START Source records

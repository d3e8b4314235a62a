use crate::model::{Pass, PassKind};
use crate::pipeline::build::{BuildOptions, BuildOutcome};
use crate::pipeline::{Pintool, PintoolConfig, PipelineError, PipelineResult};

/// Passes in registration order. Codes are the registration index.
///
/// A predecessor must already be registered, so the predecessor relation is
/// always an acyclic chain.
#[derive(Debug, Clone, Default)]
pub struct PassRegistry {
    passes: Vec<Pass>,
}

impl PassRegistry {
    pub fn new() -> Self {
        Self::default()
    }

    pub fn register(&mut self, kind: PassKind, prev: Option<PassKind>) -> PipelineResult<Pass> {
        if self.get(kind).is_some() {
            return Err(PipelineError::Config(format!("pass {kind} registered twice")));
        }
        if let Some(prev) = prev {
            if prev == kind {
                return Err(PipelineError::Config(format!("pass {kind} cannot precede itself")));
            }
            if self.get(prev).is_none() {
                return Err(PipelineError::Config(format!(
                    "pass {kind} requires {prev}, which must be registered before it"
                )));
            }
        }
        let pass = Pass { kind, code: self.passes.len(), prev };
        self.passes.push(pass);
        Ok(pass)
    }

    pub fn get(&self, kind: PassKind) -> Option<&Pass> {
        self.passes.iter().find(|p| p.kind == kind)
    }

    pub fn passes(&self) -> &[Pass] {
        &self.passes
    }

    /// Every pass that must run before `kind`, earliest first.
    pub fn requirements(&self, kind: PassKind) -> Vec<PassKind> {
        let mut chain = Vec::new();
        let mut cur = self.get(kind).and_then(|p| p.prev);
        while let Some(prev) = cur {
            chain.push(prev);
            cur = self.get(prev).and_then(|p| p.prev);
        }
        chain.reverse();
        chain
    }
}

/// The configured chain of passes, ready to build and launch.
#[derive(Debug)]
pub struct Pipeline {
    registry: PassRegistry,
    tools: Vec<Pintool>,
}

impl Pipeline {
    /// Register `configs` in order and construct their pintools.
    pub fn new(configs: Vec<PintoolConfig>) -> PipelineResult<Self> {
        let mut registry = PassRegistry::new();
        let mut tools = Vec::with_capacity(configs.len());
        for config in configs {
            let kind: PassKind = config.name.parse().map_err(PipelineError::Config)?;
            let prev = config
                .prev_step
                .as_deref()
                .map(|p| p.parse::<PassKind>())
                .transpose()
                .map_err(PipelineError::Config)?;
            let pass = registry.register(kind, prev)?;
            tools.push(Pintool::new(config, pass)?);
        }
        Ok(Self { registry, tools })
    }

    pub fn registry(&self) -> &PassRegistry {
        &self.registry
    }

    pub fn pintools(&self) -> &[Pintool] {
        &self.tools
    }

    pub fn pintool(&self, kind: PassKind) -> PipelineResult<&Pintool> {
        self.tools
            .iter()
            .find(|t| t.pass().kind == kind)
            .ok_or(PipelineError::UnknownPass(kind))
    }

    /// Build every pass in registration order; stops at the first spawn error.
    pub fn build_all(&self, options: BuildOptions) -> PipelineResult<Vec<(PassKind, BuildOutcome)>> {
        self.tools.iter().map(|t| Ok((t.pass().kind, t.ensure_built(options)?))).collect()
    }
}
//! # resock-client
//!
//! WebSocket client that reconnects on its own after the connection drops.
//!
//! A [`ReconnectingSocket`] owns at most one transport session at a time and
//! exposes its lifecycle as a small state machine:
//!
//! ```text
//! connecting -> connected -> closed -> (retry delay) -> connecting
//!      \             \          \
//!       `-------------`----------`--> disconnected (user) -> connect()
//! ```

pub mod client;
mod machine;
mod retry;
pub mod transport;

pub use client::{ReconnectingSocket, ReconnectingSocketBuilder};
pub use transport::{ConnectRequest, EventSink, Transport, TransportHandle, WebSocketTransport};

// Re-export the domain types callers need to register listeners
pub use resock_core::{
    CloseInfo, ConnectionState, EventKind, Frame, Listener, ListenerTable, SessionId,
    SocketError, SocketEvent, SocketResult,
};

END Source records

Beginning at the line with "pub fn pintools(&self)" and ending at the last line of the entries, print every line exactly.

    pub fn pintools(&self) -> &[Pintool] {
        &self.tools
    }

    pub fn pintool(&self, kind: PassKind) -> PipelineResult<&Pintool> {
        self.tools
            .iter()
            .find(|t| t.pass().kind == kind)
            .ok_or(PipelineError::UnknownPass(kind))
    }

    /// Build every pass in registration order; stops at the first spawn error.
    pub fn build_all(&self, options: BuildOptions) -> PipelineResult<Vec<(PassKind, BuildOutcome)>> {
        self.tools.iter().map(|t| Ok((t.pass().kind, t.ensure_built(options)?))).collect()
    }
}
//! # resock-client
//!
//! WebSocket client that reconnects on its own after the connection drops.
//!
//! A [`ReconnectingSocket`] owns at most one transport session at a time and
//! exposes its lifecycle as a small state machine:
//!
//! ```text
//! connecting -> connected -> closed -> (retry delay) -> connecting
//!      \             \          \
//!       `-------------`----------`--> disconnected (user) -> connect()
//! ```

pub mod client;
mod machine;
mod retry;
pub mod transport;

pub use client::{ReconnectingSocket, ReconnectingSocketBuilder};
pub use transport::{ConnectRequest, EventSink, Transport, TransportHandle, WebSocketTransport};

// Re-export the domain types callers need to register listeners
pub use resock_core::{
    CloseInfo, ConnectionState, EventKind, Frame, Listener, ListenerTable, SessionId,
    SocketError, SocketEvent, SocketResult,
};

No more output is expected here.